See this post from Free Press to learn more about the big gift the FCC just handed to huge media corporations:
On Feb. 4, the Federal Communications Commission finally released the details of the devastating rule change it voted on back in December. These new rules would allow one company to own both a major newspaper and a radio or TV station in the same media market – tossing out a ban on “cross-ownership” that has been in place for more than 30 years.
The new rules have gone from bad to worse since FCC Chairman Kevin Martin put forward his proposal in a New York Times op-ed and companion press release. The final published rules amount to wine for Big Media, which will get rich off the public airwaves, and vinegar for the public who will be left with less diversity and competition in their local news.

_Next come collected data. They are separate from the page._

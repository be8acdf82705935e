use std::cell::RefCell;
use std::rc::Rc;
use std::sync::Arc;
use std::time::Duration;

use fsmodel::config::LocationCommon;
use fsmodel::{
    FilePath, FileSystemModel, LocationSpec, MemoryFileSystem, ModelConfig, ModelEvent, NodeState, PlatformSettings,
    PlatformState,
};

const DOCS: &str = "file:///home/user/MyDocs";

fn path(uri: &str) -> FilePath {
    FilePath::parse(uri).expect("Invalid test URI")
}

fn model_with_docs(fs: &MemoryFileSystem) -> FileSystemModel {
    let mut config = ModelConfig::bare("file:///");
    config.locations = vec![LocationSpec::LocalDevice {
        common: LocationCommon::new(DOCS, "Documents", 0),
    }];
    FileSystemModel::with_config(
        Arc::new(fs.clone()),
        config,
        PlatformSettings::ready_with(PlatformState::default()),
    )
    .expect("Failed to create model")
}

fn record(model: &mut FileSystemModel) -> Rc<RefCell<Vec<ModelEvent>>> {
    let events = Rc::new(RefCell::new(Vec::new()));
    let sink = events.clone();
    model.connect(move |event| sink.borrow_mut().push(event.clone()));
    events
}

fn deleted(events: &Rc<RefCell<Vec<ModelEvent>>>) -> Vec<FilePath> {
    events
        .borrow()
        .iter()
        .filter_map(|e| match e {
            ModelEvent::RowDeleted { uri, .. } => Some(uri.clone()),
            _ => None,
        })
        .collect()
}

#[tokio::test]
async fn test_deleted_folder_is_kicked_with_subtree() {
    // 1. /A with two files, fully loaded
    let fs = MemoryFileSystem::new();
    fs.add_file("file:///A/x.txt", 1).unwrap();
    fs.add_file("file:///A/y.txt", 1).unwrap();
    let mut model = model_with_docs(&fs);
    model.load_uri("file:///A").await.expect("Failed to load /A");
    assert!(model.find_path(&path("file:///A/x.txt")).is_some());
    let before = model.node_count();
    let events = record(&mut model);

    // 2. Backend drops /A
    fs.remove("file:///A").unwrap();
    let gone = model
        .run_until(Duration::from_secs(1), |m| m.find_path(&path("file:///A")).is_none())
        .await;
    assert!(gone, "/A was not kicked");

    // 3. One row-deleted for the subtree root, nothing for the files
    assert_eq!(deleted(&events), vec![path("file:///A")]);
    assert_eq!(model.node_count(), before - 3);
    assert!(model.find_path(&path("file:///A/x.txt")).is_none());

    // 4. Late notifications for the kicked folder are ignored
    model.run_until(Duration::from_millis(50), |_| false).await;
    assert_eq!(deleted(&events).len(), 1);
}

#[tokio::test]
async fn test_reload_kicks_unconfirmed_children_only() {
    // 1. /A with x and y; the root also carries the grafted documents node
    let fs = MemoryFileSystem::new();
    fs.add_folder(DOCS).unwrap();
    fs.add_file("file:///A/x.txt", 1).unwrap();
    fs.add_file("file:///A/y.txt", 1).unwrap();
    let mut model = model_with_docs(&fs);
    let a = model.load_uri("file:///A").await.expect("Failed to load /A");
    let events = record(&mut model);

    // 2. Reload, and lose y before the new listing is taken. The old
    //    listing is already released so no removal event reaches the model.
    assert!(model.queue_reload(&a, true));
    fs.remove("file:///A/y.txt").unwrap();
    assert!(model.wait_loaded(&a, Duration::from_secs(1)).await);

    assert_eq!(deleted(&events), vec![path("file:///A/y.txt")]);
    assert!(model.find_path(&path("file:///A/x.txt")).is_some());
}

#[tokio::test]
async fn test_permanent_locations_survive_parent_reloads() {
    let fs = MemoryFileSystem::new();
    fs.add_folder(DOCS).unwrap();
    let mut model = model_with_docs(&fs);
    assert!(model.wait_root_scan().await);

    // The root lists /home, never the documents folder itself.
    let root = model.root_iter();
    let events = record(&mut model);
    assert!(model.queue_reload(&root, true));
    assert!(model.wait_loaded(&root, Duration::from_secs(1)).await);

    assert!(deleted(&events).is_empty());
    let docs = model.find_path(&path(DOCS)).expect("documents node kicked");
    assert!(model.node(&docs).is_some_and(|n| n.is_permanent()));
}

#[tokio::test]
async fn test_deleted_permanent_location_is_marked_unavailable() {
    let fs = MemoryFileSystem::new();
    fs.add_file(&format!("{}/notes.txt", DOCS), 1).unwrap();
    let mut model = model_with_docs(&fs);
    let docs = model.load_uri(DOCS).await.expect("Failed to load documents");
    assert_eq!(model.children(&docs).len(), 1);

    fs.remove(DOCS).unwrap();
    let errored = model
        .run_until(Duration::from_secs(1), |m| m.node_state(&docs) == Some(NodeState::Errored))
        .await;
    assert!(errored);
    assert!(model.find_path(&path(DOCS)).is_some());
}

#[tokio::test]
async fn test_kick_path_removes_subtree_but_never_the_root() {
    let fs = MemoryFileSystem::new();
    fs.add_file("file:///A/B/c.txt", 1).unwrap();
    let mut model = model_with_docs(&fs);
    model.load_uri("file:///A/B").await.expect("Failed to load /A/B");
    let events = record(&mut model);

    assert!(!model.kick_path(&path("file:///")));
    assert!(model.kick_path(&path("file:///A")));
    assert!(!model.kick_path(&path("file:///A")));

    assert_eq!(deleted(&events), vec![path("file:///A")]);
    assert!(model.find_path(&path("file:///A/B/c.txt")).is_none());
}

#[tokio::test]
async fn test_stale_iterators_stop_resolving() {
    let fs = MemoryFileSystem::new();
    fs.add_folder("file:///A").unwrap();
    let mut model = model_with_docs(&fs);
    let a = model.load_uri("file:///A").await.unwrap();

    model.kick_path(&path("file:///A"));
    assert!(model.node(&a).is_none());

    let root = model.root_iter();
    model.rebuild();
    assert!(model.node(&root).is_none());
    assert!(model.node(&model.root_iter()).is_some());
}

Let’s be clear about one thing from the start. Martin wants us to believe that these new rules represent a “modest” relaxation of the longstanding newspaper/broadcast cross-ownership ban. But there’s nothing modest about this major handout for Big Media. The final text makes clear the extent to which the FCC has abandoned its mission to protect the public interest.
This despicable behavior by the FCC is nothing new. For details about the sordid manner in which Michael Powell (past Chairman) and now, Kevin Martin, have abandoned the public’s interest in a fair and vigorous media see here and consider reading Chapter 9 of Eric Klinenberg’s detailed investigation of the FCC, Fighting for Air (2007).
Remember, however, that the FCC is not entirely under the control of big media corporations. FCC Commissioners Michael Copps and Jonathan Adelstein are among my modern day heros, as a result of their non-stop (often successful) efforts to fight off self-interested and well-moneyed media corporations.